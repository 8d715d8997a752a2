use std::path::{Path, PathBuf};
use std::sync::atomic::{AtomicU64, Ordering};

use async_trait::async_trait;

use super::BatchSource;
use crate::error::SourceError;
use crate::model::{Batch, SolutionReport};

/// Writes every submitted report to `<dir>/<batch_id>-<n>.json` before passing it on.
///
/// A failed write is returned as [`SourceError::Io`] and the inner source is not called.
pub struct SnapshotSource<S> {
    inner: S,
    dir: PathBuf,
    written: AtomicU64,
}

impl<S: BatchSource> SnapshotSource<S> {
    pub fn new(inner: S, dir: impl Into<PathBuf>) -> Self {
        Self {
            inner,
            dir: dir.into(),
            written: AtomicU64::new(0),
        }
    }

    pub fn inner(&self) -> &S {
        &self.inner
    }

    pub fn dir(&self) -> &Path {
        &self.dir
    }

    async fn write(&self, report: &SolutionReport) -> Result<PathBuf, SourceError> {
        let n = self.written.fetch_add(1, Ordering::Relaxed) + 1;
        let file = format!("{}-{n}.json", sanitize(report.batch_id.as_str()));
        let path = self.dir.join(file);

        let body = serde_json::to_vec_pretty(report).map_err(|e| SourceError::Decode {
            reason: e.to_string(),
        })?;
        let io = |source| SourceError::Io {
            path: path.clone(),
            source,
        };
        tokio::fs::create_dir_all(&self.dir).await.map_err(io)?;
        tokio::fs::write(&path, body).await.map_err(io)?;
        Ok(path)
    }
}

fn sanitize(id: &str) -> String {
    id.chars()
        .map(|c| if c.is_ascii_alphanumeric() || c == '-' || c == '_' { c } else { '_' })
        .collect()
}

#[async_trait]
impl<S: BatchSource> BatchSource for SnapshotSource<S> {
    async fn poll_next_batch(&self) -> Result<Option<Batch>, SourceError> {
        self.inner.poll_next_batch().await
    }

    async fn submit_solution(&self, report: &SolutionReport) -> Result<(), SourceError> {
        let path = self.write(report).await?;
        tracing::debug!(path = %path.display(), batch = %report.batch_id, "snapshot written");
        self.inner.submit_solution(report).await
    }

    fn name(&self) -> &'static str {
        "snapshot"
    }
}

#[cfg(test)]
mod tests {
    use super::*;
    use crate::source::InMemorySource;

    fn report(batch: &str) -> SolutionReport {
        SolutionReport::new(batch.into(), &[], &[], &[], &[], 3)
    }

    #[tokio::test]
    async fn stores_pretty_json_and_forwards() {
        let dir = tempfile::tempdir().unwrap();
        let source = SnapshotSource::new(InMemorySource::new(), dir.path().join("results"));

        source.submit_solution(&report("req/7")).await.unwrap();
        source.submit_solution(&report("req/7")).await.unwrap();

        let first = dir.path().join("results").join("req_7-1.json");
        let text = tokio::fs::read_to_string(&first).await.unwrap();
        let value: serde_json::Value = serde_json::from_str(&text).unwrap();
        assert_eq!(value["batch_id"], "req/7");
        assert_eq!(value["solve_time_ms"], 3);
        assert!(text.contains('\n'));
        assert!(dir.path().join("results").join("req_7-2.json").exists());

        assert_eq!(source.inner().submitted().await.len(), 2);
    }
}
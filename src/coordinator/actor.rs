//! # CoordinatorActor: planning rounds over a fleet of workers.
//!
//! One actor owns the batch queue, the accumulation buffer, the capability
//! table and the active routes of every worker. Rounds run strictly one at a
//! time; messages, commands and timers are all handled from a single loop.
//!
//! ## Round flow
//! ```text
//! Idle ──decide()──► RoundStarted ──► CapabilityQuerySent
//!                                         │
//!        (all answered + min wait)        ▼ (timeout)
//!   CapabilitiesReady ◄────────── Collecting ──────────► CapabilitiesPartial
//!          │                                                  │
//!          └──────────────► solve() ◄─────────────────────────┘
//!                              │ Err → SolveFailed, batch discarded
//!                              ▼
//!                Solved → submit report → dispatch() → RouteProposed × N
//!                              │
//!                              ▼
//!   Settling ── ACCEPT → RouteAccepted (active)
//!            ── REJECT → RouteRejected + RejectionPolicy
//!            ── timeout → ProposalLost + RejectionPolicy
//!                              ▼
//!                       RoundCompleted ──► Idle
//! ```
//!
//! ## Rules
//! - A demand id is on at most one active route or pending proposal.
//! - Demands already on an active route are left out of the next solve.
//! - An accept for a proposal lost in the previous round is honored only while
//!   none of its demands has been routed again.
//! - Workers drive routes in acceptance order; an arrival retires the oldest.

use std::collections::{BTreeMap, HashMap, HashSet, VecDeque};
use std::sync::Arc;

use tokio::sync::mpsc;
use tokio::task::JoinSet;
use tokio::time::{self, Instant, MissedTickBehavior};
use tokio_util::sync::CancellationToken;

▶ [Problem details]: Filter the entries by the string "routes" and copy each matching line.

▶ [Written response]:
//! table and the active routes of every worker. Rounds run strictly one at a
//! - Workers drive routes in acceptance order; an arrival retires the oldest.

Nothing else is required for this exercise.